# What is being asked
The lines needed are those from the start of the records through the line holding "use signal_analysis::AnalysisSettings;", each copied exactly.
----------
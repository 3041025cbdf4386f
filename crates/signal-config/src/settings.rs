//! Configuration structures.

use rust_decimal::Decimal;
use serde::{Deserialize, Serialize};
use signal_analysis::AnalysisSettings;
use signal_checklists::{ChecklistRegistry, ChecklistSettings};
use signal_core::error::{ChecklistError, DeskError};
use std::path::PathBuf;

/// Main application configuration.
#[derive(Debug, Clone, Serialize, Deserialize, Default)]
pub struct AppConfig {
    #[serde(default)]
    pub app: AppSettings,
    #[serde(default)]
    pub logging: LoggingConfig,
    #[serde(default)]
    pub storage: StorageSettings,
    #[serde(default)]
    pub checklists: ChecklistsConfig,
    #[serde(default)]
    pub analysis: AnalysisSettings,
}

impl AppConfig {
    /// Validate the configuration.
    pub fn validate(&self) -> Result<(), DeskError> {
        self.checklists.settings.validate()?;

        if self.checklists.enabled.is_empty() {
            return Err(DeskError::Config(
                "At least one checklist must be enabled".into(),
            ));
        }
        let registry = ChecklistRegistry::new();
        for (i, key) in self.checklists.enabled.iter().enumerate() {
            if !registry.exists(key) {
                return Err(ChecklistError::NotFound(key.clone()).into());
            }
            if self.checklists.enabled[..i].contains(key) {
                return Err(DeskError::Config(format!(
                    "Checklist '{}' is enabled more than once",
                    key
                )));
            }
        }

        if self.analysis.plan_lookback < 3 {
            return Err(DeskError::Config(
                "Trade plan lookback must be at least 3 bars".into(),
            ));
        }
        if self.analysis.reward_ratio <= Decimal::ZERO {
            return Err(DeskError::Config("Reward ratio must be positive".into()));
        }
        if self.analysis.price_decimals > 10 {
            return Err(DeskError::Config(
                "Price decimals must be at most 10".into(),
            ));
        }

        match self.logging.format.as_str() {
            "pretty" | "json" => Ok(()),
            other => Err(DeskError::Config(format!(
                "Unknown log format '{}', expected 'pretty' or 'json'",
                other
            ))),
        }
    }
}

/// General app settings.
#[derive(Debug, Clone, Serialize, Deserialize)]
pub struct AppSettings {
    pub name: String,
    pub environment: String,
}

impl Default for AppSettings {
    fn default() -> Self {
        Self {
            name: "signal-desk".to_string(),
            environment: "development".to_string(),
        }
    }
}

/// Logging configuration.
#[derive(Debug, Clone, Serialize, Deserialize)]
pub struct LoggingConfig {
    pub level: String,
    pub format: String,
    pub file: Option<PathBuf>,
}

impl Default for LoggingConfig {
    fn default() -> Self {
        Self {
            level: "info".to_string(),
            format: "pretty".to_string(),
            file: None,
        }
    }
}

/// Where market data is read from and reports are written to.
#[derive(Debug, Clone, Serialize, Deserialize)]
pub struct StorageSettings {
    pub data_dir: PathBuf,
    pub reports_dir: PathBuf,
}

impl Default for StorageSettings {
    fn default() -> Self {
        Self {
            data_dir: PathBuf::from("data"),
            reports_dir: PathBuf::from("reports"),
        }
    }
}

impl StorageSettings {
    /// Create the data and report directories if they are missing.
    ///
    /// Safe to call repeatedly.
    pub fn provision(&self) -> std::io::Result<()> {
        std::fs::create_dir_all(&self.data_dir)?;
        std::fs::create_dir_all(&self.reports_dir)?;
        Ok(())
    }
}

/// Which checklists run, in order, and how they are tuned.
#[derive(Debug, Clone, Serialize, Deserialize)]
pub struct ChecklistsConfig {
    /// Checklist keys in run order
    #[serde(default = "default_enabled")]
    pub enabled: Vec<String>,
    #[serde(flatten)]
    pub settings: ChecklistSettings,
}

fn default_enabled() -> Vec<String> {
    ChecklistRegistry::KEYS.iter().map(|k| k.to_string()).collect()
}

impl Default for ChecklistsConfig {
    fn default() -> Self {
        Self {
            enabled: default_enabled(),
            settings: ChecklistSettings::default(),
        }
    }
}

#[cfg(test)]
mod tests {
    use super::*;
    use crate::load_config;
    use rust_decimal_macros::dec;
    use std::fs;
    use tempfile::TempDir;

    #[test]
    fn test_defaults_are_valid() {
        let config = AppConfig::default();
        assert!(config.validate().is_ok());
        assert_eq!(config.checklists.enabled.len(), 4);
        assert_eq!(config.storage.reports_dir, PathBuf::from("reports"));
    }

    #[test]
    fn test_load_from_file() {
        let dir = TempDir::new().unwrap();
        let path = dir.path().join("desk.toml");
        fs::write(
            &path,
            r#"
[app]
name = "desk-test"
environment = "test"

[storage]
data_dir = "csv"
reports_dir = "out"

[checklists]
enabled = ["macro", "structure"]
lookback = 10

[analysis]
reward_ratio = 3
"#,
        )
        .unwrap();

        let config = load_config(&path).unwrap();
        assert_eq!(config.app.name, "desk-test");
        assert_eq!(config.storage.data_dir, PathBuf::from("csv"));
        assert_eq!(config.checklists.enabled, vec!["macro", "structure"]);
        assert_eq!(config.checklists.settings.lookback, 10);
        assert_eq!(config.checklists.settings.chop_threshold, 0.5);
        assert_eq!(config.analysis.reward_ratio, dec!(3));
        assert!(config.validate().is_ok());
    }

    #[test]
    fn test_partial_section_keeps_defaults() {
        let dir = TempDir::new().unwrap();
        let path = dir.path().join("desk.toml");
        fs::write(&path, "[checklists]\nchop_threshold = 0.3\n").unwrap();

        let config = load_config(&path).unwrap();
        assert_eq!(config.checklists.enabled.len(), 4);
        assert_eq!(config.checklists.settings.chop_threshold, 0.3);
        assert_eq!(config.checklists.settings.lookback, 20);
    }

    #[test]
    fn test_missing_file_uses_defaults() {
        let dir = TempDir::new().unwrap();
        let config = load_config(&dir.path().join("absent.toml")).unwrap();
        assert_eq!(config.app.name, "signal-desk");
        assert_eq!(config.logging.level, "info");
    }

    #[test]
    fn test_unknown_checklist_rejected() {
        let mut config = AppConfig::default();
        config.checklists.enabled.push("astrology".into());
        assert!(matches!(
            config.validate(),
            Err(DeskError::Checklist(ChecklistError::NotFound(_)))
        ));
    }

    #[test]
    fn test_duplicate_checklist_rejected() {
        let mut config = AppConfig::default();
        config.checklists.enabled = vec!["structure".into(), "macro".into(), "structure".into()];
        let err = config.validate().unwrap_err();
        assert!(matches!(err, DeskError::Config(_)));
        assert!(err.to_string().contains("structure"));
    }

    #[test]
    fn test_invalid_values_rejected() {
        let mut config = AppConfig::default();
        config.checklists.enabled.clear();
        assert!(config.validate().is_err());

        let mut config = AppConfig::default();
        config.analysis.reward_ratio = Decimal::ZERO;
        assert!(config.validate().is_err());

        let mut config = AppConfig::default();
        config.logging.format = "xml".into();
        assert!(config.validate().is_err());

        let mut config = AppConfig::default();
        config.checklists.settings.lookback = 1;
        assert!(config.validate().is_err());
    }

    #[test]
    fn test_provision_is_idempotent() {
        let dir = TempDir::new().unwrap();
        let storage = StorageSettings {
            data_dir: dir.path().join("data"),
            reports_dir: dir.path().join("nested/reports"),
        };
        storage.provision().unwrap();
        storage.provision().unwrap();
        assert!(storage.data_dir.is_dir());
        assert!(storage.reports_dir.is_dir());
    }
}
----------
# Answer
repository 3041025cbdf4386f
filename crates/signal-config/src/settings.rs
//! Configuration structures.

use rust_decimal::Decimal;
use serde::{Deserialize, Serialize};
use signal_analysis::AnalysisSettings;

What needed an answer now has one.